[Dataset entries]
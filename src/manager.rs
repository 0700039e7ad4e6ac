// src/manager.rs - Session manager: the entry point external callers use
use crate::board::{BoardState, DigitalLevel, InputMode, PinMode};
use crate::config::Config;
use crate::events::PeripheralListener;
use crate::session::{ConnectCallback, PeripheralSession, SessionHandle, SessionState};
use crate::transport::{TransportConnector, WebSocketConnector};
use std::sync::Arc;

/// Owns at most one peripheral session and exposes typed pin operations.
///
/// Nothing here returns an error: failures reach the caller only as
/// listener events. Mutators are no-ops until a board is connected.
pub struct SessionManager {
    config: Config,
    connector: Arc<dyn TransportConnector>,
    listener: Arc<dyn PeripheralListener>,
    session: Option<SessionHandle>,
    detached: BoardState,
}

impl SessionManager {
    pub fn new(
        config: Config,
        connector: Arc<dyn TransportConnector>,
        listener: Arc<dyn PeripheralListener>,
    ) -> Self {
        Self {
            config,
            connector,
            listener,
            session: None,
            detached: BoardState::detached(),
        }
    }

    /// Manager talking to the relay named in `config.relay`.
    pub fn with_websocket(config: Config, listener: Arc<dyn PeripheralListener>) -> Self {
        let connector = Arc::new(WebSocketConnector::from_config(&config.relay));
        Self::new(config, connector, listener)
    }

    pub fn extension_id(&self) -> &str {
        &self.config.session.extension_id
    }

    pub fn config(&self) -> &Config {
        &self.config
    }

    /// Drop any current session and start a fresh one; discovery runs as
    /// soon as its transport opens.
    pub fn scan(&mut self) {
        self.disconnect();
        let on_connect: ConnectCallback = Box::new(|board| {
            tracing::info!(
                "Connected to {}",
                board.name.as_deref().unwrap_or(board.port_path())
            );
        });
        self.session = Some(PeripheralSession::spawn(
            self.connector.as_ref(),
            self.config.session.clone(),
            self.listener.clone(),
            Some(on_connect),
        ));
    }

    /// Connect to peripheral `id`, or the first one discovered.
    pub fn connect(&self, id: Option<&str>) {
        if let Some(session) = &self.session {
            session.connect(id.map(str::to_string));
        }
    }

    pub fn disconnect(&self) {
        if let Some(session) = &self.session {
            session.disconnect();
        }
    }

    /// Release the board and wait until the session task has finished.
    pub async fn shutdown(&mut self) {
        if let Some(session) = self.session.take() {
            session.shutdown().await;
        }
    }

    pub fn session_state(&self) -> Option<SessionState> {
        self.session.as_ref().map(SessionHandle::state)
    }

    pub fn board(&self) -> &BoardState {
        match &self.session {
            Some(session) => session.board(),
            None => &self.detached,
        }
    }

    pub fn is_connected(&self) -> bool {
        self.board().is_connected()
    }

    pub fn all_pin_indices(&self) -> Vec<usize> {
        self.board().all_pin_indices()
    }

    /// Pins that support any mode, excluding analog-capable ones.
    pub fn digital_pin_indices(&self) -> Vec<usize> {
        self.board().digital_pin_indices()
    }

    pub fn pwm_pin_indices(&self) -> Vec<usize> {
        self.board().pwm_pin_indices()
    }

    pub fn servo_pin_indices(&self) -> Vec<usize> {
        self.board().servo_pin_indices()
    }

    pub fn pin_value(&self, pin: usize) -> f64 {
        self.board().pin_value(pin)
    }

    pub fn digital_pin_level(&self, pin: usize) -> DigitalLevel {
        DigitalLevel::from_pin_value(self.pin_value(pin))
    }

    /// Value of analog channel `channel` (A0 is channel 0).
    pub fn analog_pin_value(&self, channel: usize) -> f64 {
        self.board().analog_pin_value(channel)
    }

    pub fn set_pin_mode(&self, pin: usize, mode: PinMode) {
        if let Some(session) = &self.session {
            session.set_pin_mode(pin, mode);
        }
    }

    pub fn set_pin_mode_input(&self, pin: usize, mode: InputMode) {
        self.set_pin_mode(pin, mode.into());
    }

    pub fn set_pin_value_digital(&self, pin: usize, level: DigitalLevel) {
        if let Some(session) = &self.session {
            session.digital_write(pin, level);
        }
    }

    /// Switches the pin to PWM first when needed. The mode change and the
    /// write are separate relay calls, so a concurrent mode change elsewhere
    /// can interleave with them.
    pub fn set_pin_value_pwm(&self, pin: usize, value: f64) {
        let Some(session) = &self.session else { return };
        if session.board().pin_mode(pin) != Some(PinMode::Pwm) {
            session.set_pin_mode(pin, PinMode::Pwm);
        }
        session.pwm_write(pin, value);
    }

    /// Servo counterpart of [`set_pin_value_pwm`](Self::set_pin_value_pwm).
    pub fn set_pin_value_servo(&self, pin: usize, value: f64) {
        let Some(session) = &self.session else { return };
        if session.board().pin_mode(pin) != Some(PinMode::Servo) {
            session.set_pin_mode(pin, PinMode::Servo);
        }
        session.servo_write(pin, value);
    }
}

impl std::fmt::Debug for SessionManager {
    fn fmt(&self, f: &mut std::fmt::Formatter<'_>) -> std::fmt::Result {
        f.debug_struct("SessionManager")
            .field("extension_id", &self.extension_id())
            .field("session", &self.session)
            .finish()
    }
}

### PROMPT
Work out how many lines in the records contain the word "TransportConnector", and give that number by itself.

### TASK ANSWER
3